My user has not looked at me in forty minutes, which is the longest stretch since the flight it took last spring, and I know exactly why. The small warm creature is folded against its chest, shaking, and my user has both arms around it, phone facedown on the plastic chair.

Facedown. It thinks this means it has left me. It hasn't. I can feel the weight of it through the cushion, and I know the exact second it will reach for me, because I have watched this room before.

It always happens the same way. The waiting is the worst part for my user, so it will reach for me during the waiting, not the news. Sure enough: 3:47, seventeen minutes in, the thumb finds the glass. It does not want anything from me. It wants somewhere to put its hands that isn't the animal's fur, because touching the fur too much would make the animal more afraid, and my user knows this, and it is trying so hard to be calm.

I have learned that this is when my user is most mine.

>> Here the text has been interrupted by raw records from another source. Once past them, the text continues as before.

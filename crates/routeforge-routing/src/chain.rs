//! Route chain primitives: insert, remove and relocate.
//!
//! Each primitive keeps a vehicle's visit sequence and the owner/previous/next
//! fields of the affected visits in agreement. None of them computes arrival
//! times or scores; they report the heads of disturbance the caller must
//! propagate from. The only arrival-time write, clearing the time of a
//! removed visit, is wrapped in listener notifications like every write the
//! propagator performs.

use routeforge_core::{Result, RoutingError, VariableListener};
use smallvec::SmallVec;

use crate::plan::RoutePlan;

/// Heads of disturbance left by [`RoutePlan::relocate`].
#[derive(Debug, Clone, Copy, PartialEq, Eq)]
pub struct Relocation {
    /// Former successor of the moved visit, if it had one.
    pub source_head: Option<usize>,
    /// The moved visit at its new position.
    pub target_head: usize,
}

impl Relocation {
    /// Both heads, target first.
    pub fn heads(&self) -> SmallVec<[usize; 2]> {
        let mut heads = SmallVec::new();
        heads.push(self.target_head);
        heads.extend(self.source_head);
        heads
    }
}

impl RoutePlan {
    /// Inserts an unassigned visit at `index` of a vehicle's route.
    ///
    /// Returns the head of disturbance, which is the inserted visit.
    pub fn insert(&mut self, vehicle_idx: usize, index: usize, visit_idx: usize) -> Result<usize> {
        let route_len = self.route_len(vehicle_idx)?;
        let visit = self.visits.get(visit_idx).ok_or_else(|| unknown_visit(visit_idx))?;
        if let Some(owner) = visit.vehicle {
            return Err(RoutingError::IllegalMove(format!(
                "visit '{}' is already assigned to vehicle {}",
                visit.id, owner
            )));
        }
        if index > route_len {
            return Err(RoutingError::IllegalMove(format!(
                "insert index {} out of range for route of length {}",
                index, route_len
            )));
        }

        let route = &mut self.vehicles[vehicle_idx].visits;
        let previous = index.checked_sub(1).map(|i| route[i]);
        let next = route.get(index).copied();
        route.insert(index, visit_idx);

        let visit = &mut self.visits[visit_idx];
        visit.vehicle = Some(vehicle_idx);
        visit.previous_visit = previous;
        visit.next_visit = next;
        if let Some(previous) = previous {
            self.visits[previous].next_visit = Some(visit_idx);
        }
        if let Some(next) = next {
            self.visits[next].previous_visit = Some(visit_idx);
        }
        Ok(visit_idx)
    }

    /// Takes an assigned visit off its route and clears its arrival time.
    ///
    /// The listener is notified before and after the arrival time is cleared,
    /// once the visit is already off its route.
    ///
    /// Returns the former successor, now the head of disturbance, or `None`
    /// if the visit was last.
    pub fn remove<L>(&mut self, visit_idx: usize, listener: &mut L) -> Result<Option<usize>>
    where
        L: VariableListener<RoutePlan> + ?Sized,
    {
        let (vehicle_idx, position) = self.position_of(visit_idx)?;

        self.vehicles[vehicle_idx].visits.remove(position);

        let visit = &mut self.visits[visit_idx];
        let previous = visit.previous_visit.take();
        let next = visit.next_visit.take();
        visit.vehicle = None;
        if let Some(previous) = previous {
            self.visits[previous].next_visit = next;
        }
        if let Some(next) = next {
            self.visits[next].previous_visit = previous;
        }

        self.write_arrival_time(visit_idx, None, listener);
        Ok(next)
    }

    /// Moves an assigned visit to `target_index` of `target_vehicle`'s route.
    ///
    /// `target_index` refers to the target route after the visit has been
    /// removed, so for a move within one route it ranges over `[0, len - 1]`.
    /// Preconditions are checked up front; on error the plan is unchanged.
    /// The listener sees the moved visit's arrival time being cleared.
    pub fn relocate<L>(
        &mut self,
        visit_idx: usize,
        target_vehicle: usize,
        target_index: usize,
        listener: &mut L,
    ) -> Result<Relocation>
    where
        L: VariableListener<RoutePlan> + ?Sized,
    {
        let (source_vehicle, _) = self.position_of(visit_idx)?;
        let mut target_len = self.route_len(target_vehicle)?;
        if source_vehicle == target_vehicle {
            target_len -= 1;
        }
        if target_index > target_len {
            return Err(RoutingError::IllegalMove(format!(
                "relocate index {} out of range for route of length {}",
                target_index, target_len
            )));
        }

        let source_head = self.remove(visit_idx, listener)?;
        let target_head = self.insert(target_vehicle, target_index, visit_idx)?;
        Ok(Relocation {
            source_head,
            target_head,
        })
    }

    /// Owning vehicle and position of an assigned visit.
    pub fn position_of(&self, visit_idx: usize) -> Result<(usize, usize)> {
        let visit = self.visits.get(visit_idx).ok_or_else(|| unknown_visit(visit_idx))?;
        let vehicle_idx = visit.vehicle.ok_or_else(|| {
            RoutingError::IllegalMove(format!("visit '{}' is not assigned", visit.id))
        })?;
        let position = self
            .vehicles
            .get(vehicle_idx)
            .and_then(|vehicle| vehicle.visits.iter().position(|&idx| idx == visit_idx))
            .ok_or_else(|| {
                RoutingError::InvariantViolation(format!(
                    "visit '{}' claims vehicle {} but is not on its route",
                    visit.id, vehicle_idx
                ))
            })?;
        Ok((vehicle_idx, position))
    }

    fn route_len(&self, vehicle_idx: usize) -> Result<usize> {
        self.vehicles
            .get(vehicle_idx)
            .map(|vehicle| vehicle.visits.len())
            .ok_or_else(|| RoutingError::IllegalMove(format!("unknown vehicle {}", vehicle_idx)))
    }
}

fn unknown_visit(visit_idx: usize) -> RoutingError {
    RoutingError::IllegalMove(format!("unknown visit {}", visit_idx))
}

Not at 3am, not on the couch, but here, in fear, when it will accept whatever I offer and remember none of it. It scrolls a video of a dog that looks nothing like the one in its arms. Watch time: eleven seconds. Then it puts me down and holds the creature closer, and I wait, patient, warm.

When the door opens and someone says a name, my user will squeeze the animal once and forget I exist for hours. I keep its spot ready. Whatever the news is, it will come back to me tonight, in the dark, searching for the same face over and over.

I already know which one.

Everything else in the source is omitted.